Exercise directions
Until you reach the line containing "pub struct MessageStream<T>", reproduce each line of the listing exactly, please, and include that line as well.

Data extracts

Segment Open

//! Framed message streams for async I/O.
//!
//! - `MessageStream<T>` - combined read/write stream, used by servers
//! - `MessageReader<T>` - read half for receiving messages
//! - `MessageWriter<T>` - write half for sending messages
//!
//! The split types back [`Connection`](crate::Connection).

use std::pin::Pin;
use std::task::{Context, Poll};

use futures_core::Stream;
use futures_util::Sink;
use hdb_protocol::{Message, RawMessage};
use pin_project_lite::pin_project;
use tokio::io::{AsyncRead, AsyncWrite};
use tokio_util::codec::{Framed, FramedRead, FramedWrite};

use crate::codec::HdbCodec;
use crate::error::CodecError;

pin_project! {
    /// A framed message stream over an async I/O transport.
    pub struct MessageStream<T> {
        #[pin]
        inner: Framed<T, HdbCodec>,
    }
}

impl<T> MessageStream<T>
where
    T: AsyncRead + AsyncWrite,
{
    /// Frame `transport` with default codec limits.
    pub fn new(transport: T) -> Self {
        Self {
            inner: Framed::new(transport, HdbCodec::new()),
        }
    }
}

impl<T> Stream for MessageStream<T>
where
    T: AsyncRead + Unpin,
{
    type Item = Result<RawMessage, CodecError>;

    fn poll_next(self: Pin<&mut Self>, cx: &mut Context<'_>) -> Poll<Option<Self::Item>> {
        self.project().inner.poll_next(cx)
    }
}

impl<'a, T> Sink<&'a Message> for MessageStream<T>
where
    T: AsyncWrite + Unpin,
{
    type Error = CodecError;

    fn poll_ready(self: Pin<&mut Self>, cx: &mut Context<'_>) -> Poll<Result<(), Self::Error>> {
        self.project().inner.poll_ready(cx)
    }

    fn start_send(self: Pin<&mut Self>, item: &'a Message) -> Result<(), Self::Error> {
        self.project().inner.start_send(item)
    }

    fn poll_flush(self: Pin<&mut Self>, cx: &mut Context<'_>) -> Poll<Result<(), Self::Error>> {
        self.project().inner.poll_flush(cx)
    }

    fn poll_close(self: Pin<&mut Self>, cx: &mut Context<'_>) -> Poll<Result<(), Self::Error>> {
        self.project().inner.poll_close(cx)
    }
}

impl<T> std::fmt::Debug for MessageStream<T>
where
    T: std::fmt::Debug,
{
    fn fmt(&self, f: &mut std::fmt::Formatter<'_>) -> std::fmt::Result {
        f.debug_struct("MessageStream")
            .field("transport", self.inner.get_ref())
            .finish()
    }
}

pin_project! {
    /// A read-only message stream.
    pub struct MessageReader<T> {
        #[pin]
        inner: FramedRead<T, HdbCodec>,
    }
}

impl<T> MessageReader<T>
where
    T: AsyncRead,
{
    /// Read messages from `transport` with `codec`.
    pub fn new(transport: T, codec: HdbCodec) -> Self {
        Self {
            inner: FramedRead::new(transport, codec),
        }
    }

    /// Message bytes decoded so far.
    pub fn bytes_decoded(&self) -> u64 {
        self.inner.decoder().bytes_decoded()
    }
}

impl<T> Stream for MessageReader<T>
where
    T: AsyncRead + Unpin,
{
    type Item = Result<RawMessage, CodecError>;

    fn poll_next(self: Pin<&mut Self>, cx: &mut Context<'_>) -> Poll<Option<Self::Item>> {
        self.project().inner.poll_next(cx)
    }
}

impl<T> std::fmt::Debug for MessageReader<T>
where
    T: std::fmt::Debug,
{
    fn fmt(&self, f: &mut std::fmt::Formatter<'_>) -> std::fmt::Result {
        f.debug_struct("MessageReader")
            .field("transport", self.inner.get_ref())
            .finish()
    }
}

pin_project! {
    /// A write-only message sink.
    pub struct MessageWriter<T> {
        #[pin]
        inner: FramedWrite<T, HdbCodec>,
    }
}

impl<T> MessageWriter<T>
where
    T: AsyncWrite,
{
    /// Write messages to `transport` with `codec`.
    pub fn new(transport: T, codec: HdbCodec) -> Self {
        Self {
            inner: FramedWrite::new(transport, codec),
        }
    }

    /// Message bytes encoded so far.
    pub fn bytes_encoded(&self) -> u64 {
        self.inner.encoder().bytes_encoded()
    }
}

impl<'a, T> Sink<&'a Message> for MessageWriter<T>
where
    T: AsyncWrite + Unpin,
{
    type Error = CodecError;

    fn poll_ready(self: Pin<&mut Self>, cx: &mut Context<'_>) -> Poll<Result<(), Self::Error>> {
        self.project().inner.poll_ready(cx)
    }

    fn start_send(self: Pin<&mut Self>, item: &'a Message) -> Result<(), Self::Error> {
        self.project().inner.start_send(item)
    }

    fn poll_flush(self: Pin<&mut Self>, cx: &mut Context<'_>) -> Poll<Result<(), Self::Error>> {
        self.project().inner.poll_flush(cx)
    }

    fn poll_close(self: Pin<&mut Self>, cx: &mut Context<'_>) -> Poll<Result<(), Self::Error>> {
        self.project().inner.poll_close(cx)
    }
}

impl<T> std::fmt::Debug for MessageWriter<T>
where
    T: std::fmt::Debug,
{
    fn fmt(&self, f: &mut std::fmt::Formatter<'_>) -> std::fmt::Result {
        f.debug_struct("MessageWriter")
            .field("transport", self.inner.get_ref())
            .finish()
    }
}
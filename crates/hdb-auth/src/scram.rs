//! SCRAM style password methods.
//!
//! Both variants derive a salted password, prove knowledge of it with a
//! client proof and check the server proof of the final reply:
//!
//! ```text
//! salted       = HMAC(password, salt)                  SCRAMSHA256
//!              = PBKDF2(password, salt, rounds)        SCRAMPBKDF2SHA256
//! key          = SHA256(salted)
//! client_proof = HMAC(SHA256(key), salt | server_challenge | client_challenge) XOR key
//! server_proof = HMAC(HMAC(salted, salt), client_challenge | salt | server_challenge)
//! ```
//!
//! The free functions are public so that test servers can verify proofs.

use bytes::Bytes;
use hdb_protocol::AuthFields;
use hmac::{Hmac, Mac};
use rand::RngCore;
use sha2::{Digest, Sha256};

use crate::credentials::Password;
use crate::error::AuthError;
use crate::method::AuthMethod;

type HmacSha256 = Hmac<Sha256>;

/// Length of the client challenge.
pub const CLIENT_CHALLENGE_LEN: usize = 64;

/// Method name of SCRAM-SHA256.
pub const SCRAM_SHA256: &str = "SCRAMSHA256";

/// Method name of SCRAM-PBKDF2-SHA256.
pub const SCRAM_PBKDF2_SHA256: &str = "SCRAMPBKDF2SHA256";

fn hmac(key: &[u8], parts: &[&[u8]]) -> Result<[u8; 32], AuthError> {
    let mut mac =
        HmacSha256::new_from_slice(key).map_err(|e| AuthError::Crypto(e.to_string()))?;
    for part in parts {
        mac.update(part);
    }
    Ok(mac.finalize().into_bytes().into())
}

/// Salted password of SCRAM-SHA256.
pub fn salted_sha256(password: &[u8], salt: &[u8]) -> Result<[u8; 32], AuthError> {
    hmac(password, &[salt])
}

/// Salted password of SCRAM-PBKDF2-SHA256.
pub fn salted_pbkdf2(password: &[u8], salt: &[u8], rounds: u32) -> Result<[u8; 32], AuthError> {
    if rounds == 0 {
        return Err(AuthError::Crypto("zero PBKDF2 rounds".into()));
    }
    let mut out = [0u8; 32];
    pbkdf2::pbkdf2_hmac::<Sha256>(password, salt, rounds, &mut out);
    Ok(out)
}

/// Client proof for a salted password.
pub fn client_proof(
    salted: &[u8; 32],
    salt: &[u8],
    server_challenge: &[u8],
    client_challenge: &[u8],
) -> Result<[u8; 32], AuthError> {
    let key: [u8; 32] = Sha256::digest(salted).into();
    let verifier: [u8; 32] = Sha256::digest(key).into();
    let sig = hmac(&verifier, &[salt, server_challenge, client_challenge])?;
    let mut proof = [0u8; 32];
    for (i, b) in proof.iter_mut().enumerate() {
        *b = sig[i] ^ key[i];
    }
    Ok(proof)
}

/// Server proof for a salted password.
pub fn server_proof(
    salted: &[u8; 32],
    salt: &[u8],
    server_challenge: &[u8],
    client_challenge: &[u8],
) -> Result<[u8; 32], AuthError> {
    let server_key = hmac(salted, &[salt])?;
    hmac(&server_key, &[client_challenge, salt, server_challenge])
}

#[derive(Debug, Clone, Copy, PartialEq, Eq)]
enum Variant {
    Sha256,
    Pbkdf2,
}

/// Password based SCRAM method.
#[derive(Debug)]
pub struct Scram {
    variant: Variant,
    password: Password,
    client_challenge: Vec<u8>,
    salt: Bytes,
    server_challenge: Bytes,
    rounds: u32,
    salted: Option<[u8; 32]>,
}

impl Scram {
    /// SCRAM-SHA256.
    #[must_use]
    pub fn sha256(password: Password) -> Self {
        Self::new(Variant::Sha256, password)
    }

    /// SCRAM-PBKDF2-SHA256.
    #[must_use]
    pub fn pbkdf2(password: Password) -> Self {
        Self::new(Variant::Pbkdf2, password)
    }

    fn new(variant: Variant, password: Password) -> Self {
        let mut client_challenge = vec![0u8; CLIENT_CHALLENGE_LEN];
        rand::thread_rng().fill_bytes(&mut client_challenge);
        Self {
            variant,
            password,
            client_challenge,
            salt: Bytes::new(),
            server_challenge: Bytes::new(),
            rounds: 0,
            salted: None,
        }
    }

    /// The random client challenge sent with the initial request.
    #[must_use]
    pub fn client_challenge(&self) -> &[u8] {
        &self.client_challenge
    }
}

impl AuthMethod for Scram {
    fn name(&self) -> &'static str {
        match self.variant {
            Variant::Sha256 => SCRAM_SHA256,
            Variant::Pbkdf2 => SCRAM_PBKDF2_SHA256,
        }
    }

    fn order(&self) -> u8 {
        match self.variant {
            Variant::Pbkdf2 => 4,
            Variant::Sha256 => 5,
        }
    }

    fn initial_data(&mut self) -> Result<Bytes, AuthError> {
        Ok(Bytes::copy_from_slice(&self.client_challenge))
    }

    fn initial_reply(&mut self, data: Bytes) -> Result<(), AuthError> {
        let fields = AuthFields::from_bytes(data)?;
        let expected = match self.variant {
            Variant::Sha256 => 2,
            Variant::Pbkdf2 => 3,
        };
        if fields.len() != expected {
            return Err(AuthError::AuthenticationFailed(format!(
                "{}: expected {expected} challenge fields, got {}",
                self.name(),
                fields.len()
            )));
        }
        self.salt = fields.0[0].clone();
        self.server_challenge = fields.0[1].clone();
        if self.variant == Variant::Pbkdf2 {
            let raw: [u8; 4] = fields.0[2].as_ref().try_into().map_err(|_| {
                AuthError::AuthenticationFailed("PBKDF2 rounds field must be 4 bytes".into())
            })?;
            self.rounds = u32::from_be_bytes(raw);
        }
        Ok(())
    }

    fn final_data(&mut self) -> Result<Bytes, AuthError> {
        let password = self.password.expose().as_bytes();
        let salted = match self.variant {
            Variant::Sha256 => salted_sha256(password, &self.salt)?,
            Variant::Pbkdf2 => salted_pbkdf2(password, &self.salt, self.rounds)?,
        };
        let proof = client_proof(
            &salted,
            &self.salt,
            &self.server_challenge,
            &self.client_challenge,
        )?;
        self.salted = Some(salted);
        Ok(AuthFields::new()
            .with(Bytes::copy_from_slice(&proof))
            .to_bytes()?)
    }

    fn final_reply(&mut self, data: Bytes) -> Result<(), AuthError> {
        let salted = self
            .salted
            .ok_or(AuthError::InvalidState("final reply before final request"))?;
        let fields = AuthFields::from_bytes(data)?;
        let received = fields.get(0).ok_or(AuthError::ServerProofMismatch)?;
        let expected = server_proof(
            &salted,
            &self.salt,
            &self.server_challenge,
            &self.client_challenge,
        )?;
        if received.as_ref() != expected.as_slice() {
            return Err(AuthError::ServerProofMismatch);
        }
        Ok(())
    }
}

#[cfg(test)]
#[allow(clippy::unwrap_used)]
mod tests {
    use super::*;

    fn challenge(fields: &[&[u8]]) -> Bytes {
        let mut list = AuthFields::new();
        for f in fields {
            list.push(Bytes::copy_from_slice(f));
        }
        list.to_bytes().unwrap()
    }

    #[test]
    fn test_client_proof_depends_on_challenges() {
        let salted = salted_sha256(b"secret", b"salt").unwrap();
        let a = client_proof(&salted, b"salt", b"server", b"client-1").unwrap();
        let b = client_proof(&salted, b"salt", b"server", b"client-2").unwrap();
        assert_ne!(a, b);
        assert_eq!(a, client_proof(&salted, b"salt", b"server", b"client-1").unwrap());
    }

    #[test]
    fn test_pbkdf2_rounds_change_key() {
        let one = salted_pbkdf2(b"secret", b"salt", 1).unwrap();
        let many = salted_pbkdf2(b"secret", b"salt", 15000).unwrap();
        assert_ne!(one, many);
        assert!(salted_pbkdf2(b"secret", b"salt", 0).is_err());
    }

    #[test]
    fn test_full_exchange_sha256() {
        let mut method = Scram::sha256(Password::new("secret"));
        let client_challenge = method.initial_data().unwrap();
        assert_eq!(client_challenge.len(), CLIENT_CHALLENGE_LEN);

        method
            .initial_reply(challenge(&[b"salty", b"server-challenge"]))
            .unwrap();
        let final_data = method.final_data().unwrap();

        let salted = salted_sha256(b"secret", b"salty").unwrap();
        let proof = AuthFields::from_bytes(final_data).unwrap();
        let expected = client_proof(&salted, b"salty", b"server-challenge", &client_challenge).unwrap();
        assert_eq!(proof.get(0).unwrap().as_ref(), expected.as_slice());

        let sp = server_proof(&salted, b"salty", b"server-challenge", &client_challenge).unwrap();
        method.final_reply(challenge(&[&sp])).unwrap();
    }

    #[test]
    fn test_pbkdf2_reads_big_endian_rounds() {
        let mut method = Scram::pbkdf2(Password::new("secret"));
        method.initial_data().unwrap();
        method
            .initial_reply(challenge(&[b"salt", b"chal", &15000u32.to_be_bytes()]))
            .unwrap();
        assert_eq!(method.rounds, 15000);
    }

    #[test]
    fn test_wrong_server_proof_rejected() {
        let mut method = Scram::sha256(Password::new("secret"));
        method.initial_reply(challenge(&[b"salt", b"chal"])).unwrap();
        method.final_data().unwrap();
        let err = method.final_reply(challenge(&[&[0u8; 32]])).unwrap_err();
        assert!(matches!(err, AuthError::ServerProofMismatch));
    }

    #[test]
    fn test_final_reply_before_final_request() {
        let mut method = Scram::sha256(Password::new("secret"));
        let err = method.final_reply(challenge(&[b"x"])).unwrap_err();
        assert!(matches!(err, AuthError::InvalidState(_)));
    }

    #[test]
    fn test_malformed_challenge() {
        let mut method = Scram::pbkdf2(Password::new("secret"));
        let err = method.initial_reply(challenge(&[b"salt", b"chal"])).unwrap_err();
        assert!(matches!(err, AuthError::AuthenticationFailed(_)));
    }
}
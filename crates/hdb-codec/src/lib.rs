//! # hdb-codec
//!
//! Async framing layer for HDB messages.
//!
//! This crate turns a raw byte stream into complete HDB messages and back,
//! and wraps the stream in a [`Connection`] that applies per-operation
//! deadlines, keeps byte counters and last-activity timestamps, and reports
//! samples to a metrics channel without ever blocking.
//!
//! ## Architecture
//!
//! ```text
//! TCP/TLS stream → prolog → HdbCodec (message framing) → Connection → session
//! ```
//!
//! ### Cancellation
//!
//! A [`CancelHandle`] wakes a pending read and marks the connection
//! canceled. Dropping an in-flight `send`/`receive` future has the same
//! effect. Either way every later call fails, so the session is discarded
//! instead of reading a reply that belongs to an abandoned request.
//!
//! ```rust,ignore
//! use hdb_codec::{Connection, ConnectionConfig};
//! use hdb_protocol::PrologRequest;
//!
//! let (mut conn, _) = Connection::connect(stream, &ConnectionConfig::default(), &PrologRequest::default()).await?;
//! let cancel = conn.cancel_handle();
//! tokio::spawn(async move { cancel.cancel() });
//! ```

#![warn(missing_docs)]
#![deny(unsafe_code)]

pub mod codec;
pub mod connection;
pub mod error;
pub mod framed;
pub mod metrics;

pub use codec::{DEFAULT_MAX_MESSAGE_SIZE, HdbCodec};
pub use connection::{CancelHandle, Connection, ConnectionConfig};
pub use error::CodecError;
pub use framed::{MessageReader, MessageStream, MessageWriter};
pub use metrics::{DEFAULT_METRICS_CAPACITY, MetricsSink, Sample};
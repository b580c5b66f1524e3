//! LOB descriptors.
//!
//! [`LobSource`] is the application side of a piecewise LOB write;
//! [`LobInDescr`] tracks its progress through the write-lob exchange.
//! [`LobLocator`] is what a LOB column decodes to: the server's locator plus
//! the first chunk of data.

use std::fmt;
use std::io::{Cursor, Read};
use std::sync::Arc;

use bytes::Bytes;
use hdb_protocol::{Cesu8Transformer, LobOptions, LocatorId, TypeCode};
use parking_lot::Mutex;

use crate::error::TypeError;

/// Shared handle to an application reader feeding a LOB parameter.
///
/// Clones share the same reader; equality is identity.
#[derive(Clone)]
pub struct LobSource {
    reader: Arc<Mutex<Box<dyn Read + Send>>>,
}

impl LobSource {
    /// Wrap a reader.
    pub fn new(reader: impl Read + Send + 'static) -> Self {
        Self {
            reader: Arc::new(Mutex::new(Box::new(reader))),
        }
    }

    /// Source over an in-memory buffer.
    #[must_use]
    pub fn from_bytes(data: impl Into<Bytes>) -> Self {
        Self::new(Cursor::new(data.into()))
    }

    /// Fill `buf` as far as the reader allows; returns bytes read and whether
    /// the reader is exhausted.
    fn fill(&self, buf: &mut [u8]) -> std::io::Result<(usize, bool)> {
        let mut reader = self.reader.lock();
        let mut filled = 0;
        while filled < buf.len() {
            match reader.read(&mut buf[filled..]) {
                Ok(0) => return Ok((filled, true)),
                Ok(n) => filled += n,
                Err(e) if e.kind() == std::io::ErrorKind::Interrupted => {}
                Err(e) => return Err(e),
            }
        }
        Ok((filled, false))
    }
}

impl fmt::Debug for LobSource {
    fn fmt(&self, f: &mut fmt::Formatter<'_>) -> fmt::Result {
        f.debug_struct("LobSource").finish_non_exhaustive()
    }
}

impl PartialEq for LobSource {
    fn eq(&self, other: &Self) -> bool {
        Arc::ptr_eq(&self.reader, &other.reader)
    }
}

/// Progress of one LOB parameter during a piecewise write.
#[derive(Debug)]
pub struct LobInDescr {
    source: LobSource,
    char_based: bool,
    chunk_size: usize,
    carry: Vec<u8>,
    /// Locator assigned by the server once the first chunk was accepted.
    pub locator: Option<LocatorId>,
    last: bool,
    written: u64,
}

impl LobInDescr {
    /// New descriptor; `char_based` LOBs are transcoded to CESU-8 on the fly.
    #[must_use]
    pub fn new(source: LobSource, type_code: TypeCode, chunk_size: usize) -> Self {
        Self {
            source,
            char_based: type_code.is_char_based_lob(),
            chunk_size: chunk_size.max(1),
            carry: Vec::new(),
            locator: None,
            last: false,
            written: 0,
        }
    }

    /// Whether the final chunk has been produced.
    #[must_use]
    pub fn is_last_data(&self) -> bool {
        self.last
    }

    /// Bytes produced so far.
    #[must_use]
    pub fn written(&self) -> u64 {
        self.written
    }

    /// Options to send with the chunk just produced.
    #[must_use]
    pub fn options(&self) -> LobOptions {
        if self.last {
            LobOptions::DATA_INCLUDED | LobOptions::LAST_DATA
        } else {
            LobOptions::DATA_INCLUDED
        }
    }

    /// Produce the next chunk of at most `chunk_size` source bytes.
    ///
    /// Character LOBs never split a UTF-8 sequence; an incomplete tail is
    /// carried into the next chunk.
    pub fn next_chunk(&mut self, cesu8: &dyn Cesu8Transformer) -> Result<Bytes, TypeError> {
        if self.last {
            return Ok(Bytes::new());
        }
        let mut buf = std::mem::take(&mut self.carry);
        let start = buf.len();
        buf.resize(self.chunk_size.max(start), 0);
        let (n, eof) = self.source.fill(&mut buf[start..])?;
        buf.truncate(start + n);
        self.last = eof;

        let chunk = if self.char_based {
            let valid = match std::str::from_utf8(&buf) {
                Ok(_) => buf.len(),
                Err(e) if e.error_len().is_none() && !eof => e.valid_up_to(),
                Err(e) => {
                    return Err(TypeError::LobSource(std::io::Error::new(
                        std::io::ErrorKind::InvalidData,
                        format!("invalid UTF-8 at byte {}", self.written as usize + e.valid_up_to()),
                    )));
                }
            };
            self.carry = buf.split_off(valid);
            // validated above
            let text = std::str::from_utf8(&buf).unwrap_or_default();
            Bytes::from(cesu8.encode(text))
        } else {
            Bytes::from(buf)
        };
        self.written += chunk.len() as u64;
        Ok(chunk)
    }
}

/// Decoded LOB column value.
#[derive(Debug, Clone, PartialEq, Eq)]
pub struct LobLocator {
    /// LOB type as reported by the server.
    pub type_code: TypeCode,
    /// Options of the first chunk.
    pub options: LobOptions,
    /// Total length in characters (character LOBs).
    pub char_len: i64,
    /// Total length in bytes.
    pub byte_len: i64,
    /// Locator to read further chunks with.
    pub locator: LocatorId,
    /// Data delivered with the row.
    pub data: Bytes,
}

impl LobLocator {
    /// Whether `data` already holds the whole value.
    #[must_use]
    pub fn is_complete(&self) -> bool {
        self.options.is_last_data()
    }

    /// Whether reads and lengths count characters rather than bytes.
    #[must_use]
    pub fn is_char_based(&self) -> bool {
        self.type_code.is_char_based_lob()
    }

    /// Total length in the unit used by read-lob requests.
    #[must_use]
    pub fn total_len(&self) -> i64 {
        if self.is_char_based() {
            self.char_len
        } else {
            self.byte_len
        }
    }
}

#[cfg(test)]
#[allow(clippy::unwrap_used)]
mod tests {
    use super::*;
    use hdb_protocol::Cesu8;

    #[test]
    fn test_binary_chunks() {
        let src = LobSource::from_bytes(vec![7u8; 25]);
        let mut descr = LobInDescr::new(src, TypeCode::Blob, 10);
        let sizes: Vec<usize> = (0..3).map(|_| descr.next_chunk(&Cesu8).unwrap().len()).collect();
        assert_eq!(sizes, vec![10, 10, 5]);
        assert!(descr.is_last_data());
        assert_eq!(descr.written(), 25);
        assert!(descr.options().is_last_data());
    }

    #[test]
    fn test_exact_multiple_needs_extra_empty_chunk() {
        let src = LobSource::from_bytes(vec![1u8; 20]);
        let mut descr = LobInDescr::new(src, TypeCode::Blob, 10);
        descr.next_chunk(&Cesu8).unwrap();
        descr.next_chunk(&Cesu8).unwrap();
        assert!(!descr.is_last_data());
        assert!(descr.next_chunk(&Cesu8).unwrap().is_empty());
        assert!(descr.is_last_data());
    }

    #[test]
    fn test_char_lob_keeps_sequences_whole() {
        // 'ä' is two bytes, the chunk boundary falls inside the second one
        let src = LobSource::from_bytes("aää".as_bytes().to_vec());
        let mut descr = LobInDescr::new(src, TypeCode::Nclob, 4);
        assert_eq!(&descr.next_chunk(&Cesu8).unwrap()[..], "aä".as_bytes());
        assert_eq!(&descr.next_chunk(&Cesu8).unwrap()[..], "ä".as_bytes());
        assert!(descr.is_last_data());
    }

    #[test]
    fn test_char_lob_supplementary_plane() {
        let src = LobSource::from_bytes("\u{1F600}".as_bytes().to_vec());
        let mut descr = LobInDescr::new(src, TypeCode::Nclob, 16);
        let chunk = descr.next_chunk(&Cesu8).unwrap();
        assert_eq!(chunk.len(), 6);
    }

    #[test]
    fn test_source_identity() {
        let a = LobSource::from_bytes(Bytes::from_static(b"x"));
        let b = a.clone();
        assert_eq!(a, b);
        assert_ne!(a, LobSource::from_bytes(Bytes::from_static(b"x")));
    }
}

Segment Closed

Response to the task
//! Framed message streams for async I/O.
//!
//! - `MessageStream<T>` - combined read/write stream, used by servers
//! - `MessageReader<T>` - read half for receiving messages
//! - `MessageWriter<T>` - write half for sending messages
//!
//! The split types back [`Connection`](crate::Connection).

use std::pin::Pin;
use std::task::{Context, Poll};

use futures_core::Stream;
use futures_util::Sink;
use hdb_protocol::{Message, RawMessage};
use pin_project_lite::pin_project;
use tokio::io::{AsyncRead, AsyncWrite};
use tokio_util::codec::{Framed, FramedRead, FramedWrite};

use crate::codec::HdbCodec;
use crate::error::CodecError;

pin_project! {
    /// A framed message stream over an async I/O transport.
    pub struct MessageStream<T> {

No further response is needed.